そうして一か所にまとめると、指先から放った小さな炎で火をつけた。
すでに薄暗くなっていた周囲に、光がともる。
「……私は明日出発する。ついてきたいというのなら、好きにしろ」
そう言って彼は形のいい瓦礫の上に横になる。
だが、突然立ち上がり、背中にかけていた大剣を抜いた。
「フェレス、私の背後に隠れていろ」
「……え?」
「殺意が漏れたな。勝機を悟って油断したか」
ザールが高らかに叫ぶ。
すると、瓦礫の山から桃色の髪を腰まで下げ、ローブに身を包んだ女性が姿を現す。
その姿に、彼は見覚えがあった。
「……何故貴様がここにいる、メア」
「休暇ですから、どこにいてもおかしくありませんよ」
「誤魔化しきれると思うか?」
「……だよなぁ」
彼女がそう言って項垂れた瞬間、彼の目の前に彼女の整った顔が映った。
そして、閃光のように繰り出される短剣を握る手首を、彼は掴む。
「なるほどな。貴様が賢者の法の一人だったという事か?」
「あ? アッハハハ、まだ賢者の法が黒幕だと思ってんのかよ? 傑作だなぁ、元イゼル騎士団長さんよ!」
「……何が言いたい?」
「いんやぁ? 知らねえなら知らないまま、ここで死ねよ」
その言葉とともに、彼女のもう片方の手に握られていた短剣が彼の首をとらえた。
だが、彼の首に触れると同時に、刃先が赤く燃え、飴細工のように溶け始める。
「ああ、そういやお前、そんな芸当もできたんだったな。まあどうでもいいや。それに、元々お前を殺しに来たわけじゃねえしな」
「……私ではない、だと?」
「ああ、そこのガキ。お前の首を取れば旦那も大満足。この世界も終了で、いいこと尽くしって訳よ」
「そうかい。妄想も大概にしとけよ、嬢ちゃん」
その場にいる誰のものでもない声が響くとともに、彼女の後頭部に向けて当て身が飛んだ。

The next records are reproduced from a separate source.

//! Image load coordination.
//!
//! Image requests are keyed by `(instance, slot)`; at most one is outstanding per key. Loaders run
//! wherever they like and reply through an [`ImageResponder`], which queues the result on a
//! channel. The screen drains that channel on its own sequence in [`ImageCoordinator::poll`], so
//! nothing an image loader does ever touches component state directly.

use crate::component::InstanceId;
use crate::error::ImageLoadError;
use crate::rect::Size;
use crate::view_model::{ImageDescriptor, ImageSlot, ItemId};
use core::any::Any;
use core::fmt;
use crossbeam::channel::{self, Receiver, Sender, TryRecvError};
use parking_lot::Mutex;
use std::collections::{BTreeMap, HashMap, HashSet};
use std::sync::Arc;
use tracing::{debug, trace};

/// A loaded image. The pixel representation is up to the image loader.
#[derive(Debug, Clone)]
pub struct Image {
    pub size: Size,
    data: Arc<dyn Any + Send + Sync>,
}

impl Image {
    pub fn new<T: Any + Send + Sync>(size: Size, data: T) -> Image {
        Image {
            size,
            data: Arc::new(data),
        }
    }

    /// Returns the image data if it is of type `T`.
    pub fn data<T: Any>(&self) -> Option<&T> {
        self.data.downcast_ref::<T>()
    }
}

/// Identifies one image request.
#[derive(Debug, Clone, Copy, PartialEq, Eq, PartialOrd, Ord, Hash)]
pub struct RequestToken(u64);

/// A request handed to an [`ImageLoader`].
#[derive(Debug, Clone)]
pub struct ImageRequest {
    pub token: RequestToken,
    pub descriptor: ImageDescriptor,
}

/// Fetches images.
pub trait ImageLoader: Send + Sync {
    /// Starts fetching an image. Must not block; reply through the responder, from any thread.
    fn fetch(&self, request: ImageRequest, responder: ImageResponder);

    /// Stops work on a request if possible. A reply for a cancelled request is dropped either way.
    fn cancel(&self, token: RequestToken) {
        let _ = token;
    }
}

type CancelSet = Arc<Mutex<HashSet<RequestToken>>>;

#[derive(Debug)]
struct ImageCompletion {
    token: RequestToken,
    result: Result<Image, ImageLoadError>,
}

/// Replies to exactly one image request.
///
/// Dropping a responder without replying delivers [`ImageLoadError::Abandoned`].
pub struct ImageResponder {
    token: RequestToken,
    sender: Option<Sender<ImageCompletion>>,
    cancelled: CancelSet,
}

impl ImageResponder {
    pub fn token(&self) -> RequestToken {
        self.token
    }

    /// Whether the request has been cancelled; loaders may use this to skip work.
    pub fn is_cancelled(&self) -> bool {
        self.cancelled.lock().contains(&self.token)
    }

    pub fn respond(mut self, result: Result<Image, ImageLoadError>) {
        self.send(result);
    }

    fn send(&mut self, result: Result<Image, ImageLoadError>) {
        if let Some(sender) = self.sender.take() {
            if self.cancelled.lock().remove(&self.token) {
                return;
            }
            // the screen may already be gone
            let _ = sender.send(ImageCompletion {
                token: self.token,
                result,
            });
        }
    }
}

impl Drop for ImageResponder {
    fn drop(&mut self) {
        self.send(Err(ImageLoadError::Abandoned));
    }
}

impl fmt::Debug for ImageResponder {
    fn fmt(&self, f: &mut fmt::Formatter) -> fmt::Result {
        f.debug_struct("ImageResponder")
            .field("token", &self.token)
            .field("responded", &self.sender.is_none())
            .finish()
    }
}

#[derive(Debug)]
struct PendingImage {
    token: RequestToken,
    item: ItemId,
    descriptor: ImageDescriptor,
}

/// An image result that arrived for a request that was still outstanding.
#[derive(Debug)]
pub struct ImageDelivery {
    pub instance: InstanceId,
    pub slot: ImageSlot,
    /// The item the instance was bound to when the request was issued.
    pub item: ItemId,
    pub result: Result<Image, ImageLoadError>,
}

/// Tracks outstanding image requests.
pub struct ImageCoordinator {
    loader: Arc<dyn ImageLoader>,
    pending: BTreeMap<(InstanceId, ImageSlot), PendingImage>,
    by_token: HashMap<RequestToken, (InstanceId, ImageSlot)>,
    cancelled: CancelSet,
    sender: Sender<ImageCompletion>,
    receiver: Receiver<ImageCompletion>,
    next_token: u64,
}

impl ImageCoordinator {
    pub fn new(loader: Arc<dyn ImageLoader>) -> ImageCoordinator {
        let (sender, receiver) = channel::unbounded();
        ImageCoordinator {
            loader,
            pending: BTreeMap::new(),
            by_token: HashMap::new(),
            cancelled: Arc::new(Mutex::new(HashSet::new())),
            sender,
            receiver,
            next_token: 0,
        }
    }

    /// Requests an image for an instance slot on behalf of the item the instance is bound to.
    ///
    /// Any other request for the slot is cancelled first. Returns false if an identical request
    /// is already outstanding, in which case it is left alone.
    pub fn request(
        &mut self,
        instance: InstanceId,
        slot: ImageSlot,
        item: &ItemId,
        descriptor: ImageDescriptor,
    ) -> bool {
        let key = (instance, slot);
        if let Some(pending) = self.pending.get(&key) {
            if pending.item == *item && pending.descriptor == descriptor {
                return false;
            }
            self.cancel(key.0, &key.1);
        }

        let token = RequestToken(self.next_token);
        self.next_token += 1;
        trace!(?token, ?instance, slot = ?key.1, source = %descriptor.source, "requesting image");

        self.by_token.insert(token, key.clone());
        self.pending.insert(
            key,
            PendingImage {
                token,
                item: item.clone(),
                descriptor: descriptor.clone(),
            },
        );

        let responder = ImageResponder {
            token,
            sender: Some(self.sender.clone()),
            cancelled: Arc::clone(&self.cancelled),
        };
        self.loader.fetch(ImageRequest { token, descriptor }, responder);
        true
    }

    /// Cancels the request for an instance slot, if any.
    pub fn cancel(&mut self, instance: InstanceId, slot: &ImageSlot) -> bool {
        match self.pending.remove(&(instance, slot.clone())) {
            Some(pending) => {
                self.forget(pending.token);
                debug!(token = ?pending.token, ?instance, ?slot, "cancelled image request");
                true
            }
            None => false,
        }
    }

    /// Cancels every request bound to an instance. Returns how many were cancelled.
    pub fn cancel_instance(&mut self, instance: InstanceId) -> usize {
        let keys: Vec<_> = self
            .pending
            .range((instance, ImageSlot::Main)..)
            .take_while(|((id, _), _)| *id == instance)
            .map(|(k, _)| k.clone())
            .collect();
        for (id, slot) in &keys {
            self.cancel(*id, slot);
        }
        keys.len()
    }

    /// Cancels everything. Returns how many requests were cancelled.
    pub fn cancel_all(&mut self) -> usize {
        let pending = std::mem::take(&mut self.pending);
        for pending in pending.values() {
            self.forget(pending.token);
        }
        if !pending.is_empty() {
            debug!(count = pending.len(), "cancelled all image requests");
        }
        pending.len()
    }

    fn forget(&mut self, token: RequestToken) {
        self.by_token.remove(&token);
        self.cancelled.lock().insert(token);
        self.loader.cancel(token);
    }

    pub fn is_pending(&self, instance: InstanceId, slot: &ImageSlot) -> bool {
        self.pending.contains_key(&(instance, slot.clone()))
    }

    /// Number of outstanding requests.
    pub fn outstanding(&self) -> usize {
        self.pending.len()
    }

    /// Slots with an outstanding request for an instance.
    pub fn pending_slots(&self, instance: InstanceId) -> Vec<ImageSlot> {
        self.pending
            .range((instance, ImageSlot::Main)..)
            .take_while(|((id, _), _)| *id == instance)
            .map(|((_, slot), _)| slot.clone())
            .collect()
    }

    /// Drains results that have arrived, dropping those of requests no longer outstanding.
    pub fn poll(&mut self) -> Vec<ImageDelivery> {
        let mut deliveries = Vec::new();
        loop {
            let completion = match self.receiver.try_recv() {
                Ok(completion) => completion,
                Err(TryRecvError::Empty) | Err(TryRecvError::Disconnected) => break,
            };

            let key = match self.by_token.remove(&completion.token) {
                Some(key) => key,
                None => {
                    // cancelled after the loader had already replied
                    self.cancelled.lock().remove(&completion.token);
                    trace!(token = ?completion.token, "discarding stale image");
                    continue;
                }
            };
            let pending = match self.pending.remove(&key) {
                Some(pending) => pending,
                None => continue,
            };
            let (instance, slot) = key;
            deliveries.push(ImageDelivery {
                instance,
                slot,
                item: pending.item,
                result: completion.result,
            });
        }
        deliveries
    }
}

impl fmt::Debug for ImageCoordinator {
    fn fmt(&self, f: &mut fmt::Formatter) -> fmt::Result {
        f.debug_struct("ImageCoordinator")
            .field("pending", &self.pending)
            .field("next_token", &self.next_token)
            .finish()
    }
}

#[cfg(test)]
mod tests {
    use super::*;
    use crate::rect::size;
    use crate::test_support::ManualImageLoader;

    fn setup() -> (Arc<ManualImageLoader>, ImageCoordinator) {
        let loader = Arc::new(ManualImageLoader::default());
        let coordinator = ImageCoordinator::new(loader.clone());
        (loader, coordinator)
    }

    fn image() -> Image {
        Image::new(size(10., 10.), "pixels")
    }

    #[test]
    fn test_delivers_outstanding_requests() {
        let (loader, mut images) = setup();
        let instance = InstanceId::new();
        images.request(instance, ImageSlot::Main, &"a".into(), ImageDescriptor::new("x"));
        assert_eq!(images.outstanding(), 1);

        loader.respond_all(|_| Ok(image()));
        let deliveries = images.poll();
        assert_eq!(deliveries.len(), 1);
        assert_eq!(deliveries[0].instance, instance);
        assert_eq!(deliveries[0].item, ItemId::from("a"));
        let delivered = deliveries[0].result.as_ref().unwrap();
        assert_eq!(delivered.data::<&str>(), Some(&"pixels"));
        assert_eq!(images.outstanding(), 0);
    }

    #[test]
    fn test_new_request_replaces_the_previous_one_for_the_slot() {
        let (loader, mut images) = setup();
        let instance = InstanceId::new();
        images.request(instance, ImageSlot::Main, &"a".into(), ImageDescriptor::new("x"));
        images.request(instance, ImageSlot::Main, &"a".into(), ImageDescriptor::new("y"));

        assert_eq!(images.outstanding(), 1);
        assert_eq!(loader.cancelled().len(), 1);

        loader.respond_all(|_| Ok(image()));
        let deliveries = images.poll();
        assert_eq!(deliveries.len(), 1, "the replaced request must not be delivered");
    }

    #[test]
    fn test_identical_request_is_kept() {
        let (loader, mut images) = setup();
        let instance = InstanceId::new();
        assert!(images.request(instance, ImageSlot::Main, &"a".into(), ImageDescriptor::new("x")));
        assert!(!images.request(instance, ImageSlot::Main, &"a".into(), ImageDescriptor::new("x")));
        assert_eq!(loader.fetched().len(), 1);
    }

    #[test]
    fn test_reply_after_cancel_is_dropped() {
        let (loader, mut images) = setup();
        let instance = InstanceId::new();
        images.request(instance, ImageSlot::Main, &"a".into(), ImageDescriptor::new("x"));
        images.request(
            instance,
            ImageSlot::Background,
            &"a".into(),
            ImageDescriptor::new("y"),
        );
        assert_eq!(images.pending_slots(instance).len(), 2);
        assert_eq!(images.cancel_instance(instance), 2);

        loader.respond_all(|_| Ok(image()));
        assert!(images.poll().is_empty());
    }

    #[test]
    fn test_reply_already_queued_when_cancelled_is_dropped() {
        let (loader, mut images) = setup();
        let instance = InstanceId::new();
        images.request(instance, ImageSlot::Main, &"a".into(), ImageDescriptor::new("x"));
        loader.respond_all(|_| Ok(image()));
        assert!(images.cancel(instance, &ImageSlot::Main));
        assert!(images.poll().is_empty());
    }

    #[test]
    fn test_dropped_responder_reports_abandoned() {
        let (loader, mut images) = setup();
        images.request(
            InstanceId::new(),
            ImageSlot::Main,
            &"a".into(),
            ImageDescriptor::new("x"),
        );
        loader.drop_all();
        let deliveries = images.poll();
        assert!(matches!(
            deliveries[0].result,
            Err(ImageLoadError::Abandoned)
        ));
    }

    #[test]
    fn test_cancel_all() {
        let (loader, mut images) = setup();
        for _ in 0..3 {
            images.request(
                InstanceId::new(),
                ImageSlot::Main,
                &"a".into(),
                ImageDescriptor::new("x"),
            );
        }
        assert_eq!(images.cancel_all(), 3);
        assert_eq!(images.outstanding(), 0);
        assert_eq!(loader.cancelled().len(), 3);
        loader.respond_all(|_| Ok(image()));
        assert!(images.poll().is_empty());
    }
}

完全に不意を突かれていたのか、意識を失って倒れる彼女を一瞥し、ザールより一回り大きい男性はこちらを見る。
「……感謝する」
「ああ。そんで、イゼルのお偉いさんがこんな辺鄙なところに何の用だ?」
「フォルセの様子を見に来たのだが……事情が変わった。その女の身柄をこちらへ渡してもらおうか」
「年若い女の肉体を手に入れて何に使おうってんだか。それに、名前も明かせない奴をどうして信用しなくちゃならねえんだ?」
「……ザールだ」
「ああ、そうかい。そんじゃザールさんよ。ここは敵国だ。こいつの身柄が欲しいってんなら、俺の指示に従ってもらおうか?」
「……わかった」
「へえ。意外と聞き分け良いじゃねえか」
男性は鼻を鳴らすと、フェレスに視線を向ける。
少し考えこんだ後、彼は口を開いた。